REQUIRED ACTION.
Using the data below, show every line where the word "LiveStateSink" occurs.
*** Opening of SUPPLIED RECORDS ***
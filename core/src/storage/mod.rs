//! Durable encounter state
//!
//! Two small TOML files live in the data directory:
//! - `live_state.toml`: one table per alive encounter, enough to re-adopt
//!   the boss after a restart
//! - `pending_rewards.toml`: rewards owed to participants who were offline
//!
//! Gameplay code writes through [`LiveStateSink`] / [`PendingRewardSink`] so
//! the tick never waits on disk. [`StateWriter`] applies those writes in
//! order on a background task; the stores themselves are synchronous.

mod error;
mod live;
mod pending;
mod writer;

pub use error::StorageError;
pub use live::{LiveStateStore, PersistedEncounterState};
pub use pending::PendingRewardStore;
pub use writer::StateWriter;

use crate::reward::PendingSnapshot;
use std::fs;
use std::path::{Path, PathBuf};

pub const LIVE_STATE_FILE: &str = "live_state.toml";
pub const PENDING_REWARDS_FILE: &str = "pending_rewards.toml";

/// Platform data directory, `~/.local/share/bossfall` on Linux.
pub fn default_data_dir() -> PathBuf {
    dirs::data_local_dir()
        .unwrap_or_else(|| PathBuf::from("."))
        .join("bossfall")
}

/// Destination for live encounter state. Implementations must not block.
pub trait LiveStateSink {
    /// Replace the whole store with exactly these rows.
    fn persist_all(&self, states: Vec<PersistedEncounterState>);

    /// Insert or replace one row, leaving the others untouched.
    fn persist_one(&self, state: PersistedEncounterState);

    fn remove(&self, encounter: &str);
}

/// Destination for the pending-reward queue. Implementations must not block.
pub trait PendingRewardSink {
    fn save_pending(&self, snapshot: PendingSnapshot);

    /// True once per failed write since the last call, so the queue can
    /// schedule a retry.
    fn take_failure(&self) -> bool {
        false
    }
}

/// Write via a sibling temp file and rename, so readers never see a torn file.
pub(crate) fn write_atomic(path: &Path, contents: &str) -> Result<(), StorageError> {
    if let Some(parent) = path.parent()
        && !parent.as_os_str().is_empty()
    {
        fs::create_dir_all(parent).map_err(|source| StorageError::CreateDir {
            path: parent.to_path_buf(),
            source,
        })?;
    }

    let tmp = path.with_extension("toml.tmp");
    fs::write(&tmp, contents).map_err(|source| StorageError::WriteFile {
        path: tmp.clone(),
        source,
    })?;
    fs::rename(&tmp, path).map_err(|source| StorageError::WriteFile {
        path: path.to_path_buf(),
        source,
    })
}

/// Read a TOML table, treating a missing file as empty.
pub(crate) fn read_table(path: &Path) -> Result<toml::Table, StorageError> {
    if !path.exists() {
        return Ok(toml::Table::new());
    }
    let content = fs::read_to_string(path).map_err(|source| StorageError::ReadFile {
        path: path.to_path_buf(),
        source,
    })?;
    toml::from_str(&content).map_err(|source| StorageError::Parse {
        path: path.to_path_buf(),
        source,
    })
}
*** Close of SUPPLIED RECORDS ***
RESULT OF THE EXERCISE.
//! Gameplay code writes through [`LiveStateSink`] / [`PendingRewardSink`] so
pub trait LiveStateSink {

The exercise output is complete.